§ **Exercise prompt**:
Your response must consist of one number: how many lines in this material contain the word "warn".
== Data to examine
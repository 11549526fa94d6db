//! [`Dom`] and [`LayerHost`] over `web-sys`.

use js_sys::{Object, Reflect};
use quicktap_core::guard::GuardEnvironment;
use quicktap_core::host::{
    Dom, LabelControl, LayerCallback, LayerHost, ScrollMetrics, SyntheticClick,
};
use quicktap_core::input::EventKind;
use quicktap_core::policy::{ElementProfile, LABELLABLE_SELECTOR};
use quicktap_core::{AttachError, DeviceCapabilities};
use wasm_bindgen::prelude::*;
use wasm_bindgen::JsCast;
use web_sys::{
    Document, Element, Event, HtmlElement, HtmlInputElement, MouseEvent, MouseEventInit, Window,
};

use crate::events;

/// The browser document a layer lives in.
#[derive(Clone, Debug)]
pub struct WebDom {
    window: Window,
    document: Document,
}

impl WebDom {
    pub fn new(window: Window) -> Result<Self, JsValue> {
        let document = window.document().ok_or("window has no document")?;
        Ok(Self { window, document })
    }

    /// The document of the global window.
    pub fn global() -> Result<Self, JsValue> {
        let window = web_sys::window().ok_or("no global window exists")?;
        Self::new(window)
    }

    pub fn window(&self) -> &Window {
        &self.window
    }

    /// Quirk flags from `navigator.userAgent`.
    pub fn device_capabilities(&self) -> DeviceCapabilities {
        match self.window.navigator().user_agent() {
            Ok(user_agent) => DeviceCapabilities::from_user_agent(&user_agent),
            Err(err) => {
                log::warn!("user agent unavailable: {:?}", err);
                DeviceCapabilities::desktop()
            }
        }
    }
}

fn js_prop(target: &JsValue, name: &str) -> JsValue {
    Reflect::get(target, &JsValue::from_str(name)).unwrap_or(JsValue::UNDEFINED)
}

fn inline_style(element: &Element, property: &str) -> Option<String> {
    let style = element.dyn_ref::<HtmlElement>()?.style();
    let value = style.get_property_value(property).ok()?;
    (!value.is_empty()).then_some(value)
}

impl Dom for WebDom {
    type Element = Element;

    fn profile(&self, element: &Element) -> ElementProfile {
        let input_type = js_prop(element, "type").as_string().unwrap_or_default();
        ElementProfile::new(&element.tag_name())
            .with_type(&input_type)
            .with_disabled(js_prop(element, "disabled").is_truthy())
            .with_read_only(js_prop(element, "readOnly").is_truthy())
            .with_class(&element.class_name())
    }

    fn parent_element(&self, element: &Element) -> Option<Element> {
        element.parent_element()
    }

    fn contains(&self, ancestor: &Element, element: &Element) -> bool {
        ancestor.contains(Some(element))
    }

    fn scroll_metrics(&self, element: &Element) -> ScrollMetrics {
        let offset_height = element
            .dyn_ref::<HtmlElement>()
            .map_or(0.0, |html| html.offset_height() as f64);
        ScrollMetrics {
            scroll_height: element.scroll_height() as f64,
            offset_height,
            scroll_top: element.scroll_top() as f64,
        }
    }

    fn has_active_selection(&self) -> bool {
        match self.window.get_selection() {
            Ok(Some(selection)) => selection.range_count() > 0 && !selection.is_collapsed(),
            _ => false,
        }
    }

    fn element_from_point(&self, x: f64, y: f64) -> Option<Element> {
        self.document.element_from_point(x as f32, y as f32)
    }

    fn page_offset(&self) -> (f64, f64) {
        (
            self.window.page_x_offset().unwrap_or(0.0),
            self.window.page_y_offset().unwrap_or(0.0),
        )
    }

    fn is_nested_frame(&self) -> bool {
        match self.window.top() {
            Ok(Some(top)) => !Object::is(&top, &self.window),
            _ => false,
        }
    }

    fn label_control(&self, label: &Element) -> LabelControl<Element> {
        let control = js_prop(label, "control");
        if control.is_undefined() {
            return LabelControl::Unsupported;
        }
        LabelControl::Resolved(control.dyn_into::<Element>().ok())
    }

    fn html_for(&self, label: &Element) -> Option<String> {
        js_prop(label, "htmlFor")
            .as_string()
            .filter(|id| !id.is_empty())
    }

    fn element_by_id(&self, id: &str) -> Option<Element> {
        self.document.get_element_by_id(id)
    }

    fn first_labellable_descendant(&self, label: &Element) -> Option<Element> {
        label.query_selector(LABELLABLE_SELECTOR).ok().flatten()
    }

    fn active_element(&self) -> Option<Element> {
        self.document.active_element()
    }

    fn focus(&self, element: &Element) {
        if let Some(html) = element.dyn_ref::<HtmlElement>() {
            if let Err(err) = html.focus() {
                log::warn!("focus failed: {:?}", err);
            }
        }
    }

    fn blur(&self, element: &Element) {
        if let Some(html) = element.dyn_ref::<HtmlElement>() {
            if let Err(err) = html.blur() {
                log::warn!("blur failed: {:?}", err);
            }
        }
    }

    fn supports_selection_range(&self, element: &Element) -> bool {
        element.is_instance_of::<HtmlInputElement>()
            && js_prop(element, "setSelectionRange").is_function()
    }

    fn place_caret_at_end(&self, element: &Element) {
        let Some(input) = element.dyn_ref::<HtmlInputElement>() else {
            return;
        };
        // Selection offsets count UTF-16 code units.
        let length = input.value().encode_utf16().count() as u32;
        if let Err(err) = input.set_selection_range(length, length) {
            log::debug!("setSelectionRange rejected, focusing instead: {:?}", err);
            self.focus(element);
        }
    }

    fn dispatch_synthetic(&self, target: &Element, click: &SyntheticClick) {
        let init = MouseEventInit::new();
        init.set_bubbles(true);
        init.set_cancelable(true);
        init.set_view(Some(&self.window));
        init.set_detail(1);
        init.set_screen_x(click.screen_x as i32);
        init.set_screen_y(click.screen_y as i32);
        init.set_client_x(click.client_x as i32);
        init.set_client_y(click.client_y as i32);

        let event = match MouseEvent::new_with_mouse_event_init_dict(click.event_type.as_str(), &init) {
            Ok(event) => event,
            Err(err) => {
                log::warn!("could not create synthetic {}: {:?}", click.event_type.as_str(), err);
                return;
            }
        };
        events::mark_forwarded(&event);
        if let Err(err) = target.dispatch_event(&event) {
            log::warn!("synthetic {} dispatch failed: {:?}", click.event_type.as_str(), err);
        }
    }

    fn guard_environment(&self, layer: &Element) -> GuardEnvironment {
        let viewport_content = self
            .document
            .query_selector("meta[name=viewport]")
            .ok()
            .flatten()
            .map(|meta| meta.get_attribute("content").unwrap_or_default());
        let ms_touch_action = layer
            .dyn_ref::<HtmlElement>()
            .and_then(|html| js_prop(&html.style(), "msTouchAction").as_string())
            .filter(|value| !value.is_empty());
        let document_width = self
            .document
            .document_element()
            .map_or(0.0, |root| root.scroll_width() as f64);
        let viewport_width = self
            .window
            .outer_width()
            .ok()
            .and_then(|width| width.as_f64())
            .unwrap_or(0.0);

        GuardEnvironment {
            touch_supported: Reflect::has(&self.window, &JsValue::from_str("ontouchstart"))
                .unwrap_or(false),
            touch_action: inline_style(layer, "touch-action"),
            ms_touch_action,
            viewport_content,
            document_width,
            viewport_width,
        }
    }
}

/// A registered listener and the closure backing it.
pub struct WebListener {
    kind: EventKind,
    capture: bool,
    closure: Closure<dyn Fn(Event)>,
}

impl LayerHost for WebDom {
    type Listener = WebListener;

    fn add_listener(
        &self,
        layer: &Element,
        kind: EventKind,
        capture: bool,
        callback: LayerCallback<Element>,
    ) -> Result<WebListener, AttachError> {
        // `Fn` so a synthetic event may re-enter a listener.
        let closure = Closure::wrap(Box::new(move |event: Event| {
            let Some(layer_event) = events::to_layer_event(&event) else {
                return;
            };
            let response = callback(&layer_event);
            events::apply_response(&event, response);
        }) as Box<dyn Fn(Event)>);

        layer
            .add_event_listener_with_callback_and_bool(
                kind.as_str(),
                closure.as_ref().unchecked_ref(),
                capture,
            )
            .map_err(|err| AttachError::Listener {
                event: kind,
                reason: format!("{:?}", err),
            })?;

        Ok(WebListener {
            kind,
            capture,
            closure,
        })
    }

    fn remove_listener(&self, layer: &Element, listener: WebListener) {
        let result = layer.remove_event_listener_with_callback_and_bool(
            listener.kind.as_str(),
            listener.closure.as_ref().unchecked_ref(),
            listener.capture,
        );
        if let Err(err) = result {
            log::warn!("removing {} listener failed: {:?}", listener.kind.as_str(), err);
        }
    }

    fn adopt_legacy_click_handler(&self, layer: &Element) -> Result<bool, AttachError> {
        let Some(html) = layer.dyn_ref::<HtmlElement>() else {
            return Ok(false);
        };
        let Some(handler) = html.onclick() else {
            return Ok(false);
        };
        html.add_event_listener_with_callback("click", &handler)
            .map_err(|err| AttachError::LegacyHandler {
                reason: format!("{:?}", err),
            })?;
        html.set_onclick(None);
        log::debug!("adopted legacy onclick handler");
        Ok(true)
    }
}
====
§ **Worked solution**:
6